**Assignment:** Reproduce every record precisely, leaving no line out.
_ _ _ _ _
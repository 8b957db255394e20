//! RSA key pair generation and persistence.
//!
//! Backs the CLI `generate` command: produce a 2048-bit key pair, write the
//! private half as PKCS#1 PEM with owner-only permissions, and the public
//! half as SPKI PEM for distribution to verifiers.

use std::fs;
use std::path::Path;

use rsa::pkcs1::EncodeRsaPrivateKey;
use rsa::pkcs8::{EncodePublicKey, LineEnding};
use rsa::RsaPrivateKey;
use tracing::info;

use crate::errors::{LicenseError, LicenseResult};

/// Key size used for newly generated signing keys.
pub const DEFAULT_KEY_BITS: usize = 2048;

/// Generate a fresh RSA private key.
pub fn generate_private_key(bits: usize) -> LicenseResult<RsaPrivateKey> {
    RsaPrivateKey::new(&mut rand::thread_rng(), bits)
        .map_err(|e| LicenseError::KeyGeneration(e.to_string()))
}

/// Write a key pair to disk: PKCS#1 private PEM and SPKI public PEM.
///
/// Parent directories are created as needed. On unix the private key file is
/// chmodded to 0600. Existing files are overwritten; the overwrite
/// confirmation is the CLI adapter's concern.
pub fn write_key_pair(
    key: &RsaPrivateKey,
    private_path: impl AsRef<Path>,
    public_path: impl AsRef<Path>,
) -> LicenseResult<()> {
    let private_path = private_path.as_ref();
    let public_path = public_path.as_ref();

    let private_pem = key
        .to_pkcs1_pem(LineEnding::LF)
        .map_err(|e| LicenseError::KeyGeneration(format!("PEM encoding failed: {e}")))?;
    let public_pem = key
        .to_public_key()
        .to_public_key_pem(LineEnding::LF)
        .map_err(|e| LicenseError::KeyGeneration(format!("public PEM encoding failed: {e}")))?;

    write_with_parents(private_path, private_pem.as_bytes())?;
    restrict_permissions(private_path)?;
    write_with_parents(public_path, public_pem.as_bytes())?;

    info!(
        private = %private_path.display(),
        public = %public_path.display(),
        "key pair written"
    );
    Ok(())
}

fn write_with_parents(path: &Path, bytes: &[u8]) -> LicenseResult<()> {
    if let Some(parent) = path.parent() {
        if !parent.as_os_str().is_empty() {
            fs::create_dir_all(parent).map_err(|e| {
                LicenseError::Io(format!("cannot create directory '{}': {e}", parent.display()))
            })?;
        }
    }
    fs::write(path, bytes)
        .map_err(|e| LicenseError::Io(format!("cannot write '{}': {e}", path.display())))
}

#[cfg(unix)]
fn restrict_permissions(path: &Path) -> LicenseResult<()> {
    use std::os::unix::fs::PermissionsExt;
    fs::set_permissions(path, fs::Permissions::from_mode(0o600))
        .map_err(|e| LicenseError::Io(format!("cannot chmod '{}': {e}", path.display())))
}

#[cfg(not(unix))]
fn restrict_permissions(_path: &Path) -> LicenseResult<()> {
    Ok(())
}
use axum::{routing::post, Router};

use crate::server::handlers::{issue_license_handler, AppState};

/// Build the application router.
///
/// This is a convenience helper so `main.rs` or tests can construct the
/// router in a single call.
///
/// # Routes
///
/// - `POST /api/v1/issue` - Issue a license token for a machine id and
///   expiry date, guarded by the static shared secret
pub fn build_router(state: AppState) -> Router {
    Router::new()
        .route("/api/v1/issue", post(issue_license_handler))
        .with_state(state)
}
_ _ _ _ _
**Your solution:**
repository 8b957db255394e20
//! RSA key pair generation and persistence.
//!
//! Backs the CLI `generate` command: produce a 2048-bit key pair, write the
//! private half as PKCS#1 PEM with owner-only permissions, and the public
//! half as SPKI PEM for distribution to verifiers.

use std::fs;
use std::path::Path;

use rsa::pkcs1::EncodeRsaPrivateKey;
use rsa::pkcs8::{EncodePublicKey, LineEnding};
use rsa::RsaPrivateKey;
use tracing::info;

use crate::errors::{LicenseError, LicenseResult};

/// Key size used for newly generated signing keys.
pub const DEFAULT_KEY_BITS: usize = 2048;

/// Generate a fresh RSA private key.
pub fn generate_private_key(bits: usize) -> LicenseResult<RsaPrivateKey> {
    RsaPrivateKey::new(&mut rand::thread_rng(), bits)
        .map_err(|e| LicenseError::KeyGeneration(e.to_string()))
}

/// Write a key pair to disk: PKCS#1 private PEM and SPKI public PEM.
///
/// Parent directories are created as needed. On unix the private key file is
/// chmodded to 0600. Existing files are overwritten; the overwrite
/// confirmation is the CLI adapter's concern.
pub fn write_key_pair(
    key: &RsaPrivateKey,
    private_path: impl AsRef<Path>,
    public_path: impl AsRef<Path>,
) -> LicenseResult<()> {
    let private_path = private_path.as_ref();
    let public_path = public_path.as_ref();

    let private_pem = key
        .to_pkcs1_pem(LineEnding::LF)
        .map_err(|e| LicenseError::KeyGeneration(format!("PEM encoding failed: {e}")))?;
    let public_pem = key
        .to_public_key()
        .to_public_key_pem(LineEnding::LF)
        .map_err(|e| LicenseError::KeyGeneration(format!("public PEM encoding failed: {e}")))?;

    write_with_parents(private_path, private_pem.as_bytes())?;
    restrict_permissions(private_path)?;
    write_with_parents(public_path, public_pem.as_bytes())?;

    info!(
        private = %private_path.display(),
        public = %public_path.display(),
        "key pair written"
    );
    Ok(())
}

fn write_with_parents(path: &Path, bytes: &[u8]) -> LicenseResult<()> {
    if let Some(parent) = path.parent() {
        if !parent.as_os_str().is_empty() {
            fs::create_dir_all(parent).map_err(|e| {
                LicenseError::Io(format!("cannot create directory '{}': {e}", parent.display()))
            })?;
        }
    }
    fs::write(path, bytes)
        .map_err(|e| LicenseError::Io(format!("cannot write '{}': {e}", path.display())))
}

#[cfg(unix)]
fn restrict_permissions(path: &Path) -> LicenseResult<()> {
    use std::os::unix::fs::PermissionsExt;
    fs::set_permissions(path, fs::Permissions::from_mode(0o600))
        .map_err(|e| LicenseError::Io(format!("cannot chmod '{}': {e}", path.display())))
}

#[cfg(not(unix))]
fn restrict_permissions(_path: &Path) -> LicenseResult<()> {
    Ok(())
}
use axum::{routing::post, Router};

use crate::server::handlers::{issue_license_handler, AppState};

/// Build the application router.
///
/// This is a convenience helper so `main.rs` or tests can construct the
/// router in a single call.
///
/// # Routes
///
/// - `POST /api/v1/issue` - Issue a license token for a machine id and
///   expiry date, guarded by the static shared secret
pub fn build_router(state: AppState) -> Router {
    Router::new()
        .route("/api/v1/issue", post(issue_license_handler))
        .with_state(state)
}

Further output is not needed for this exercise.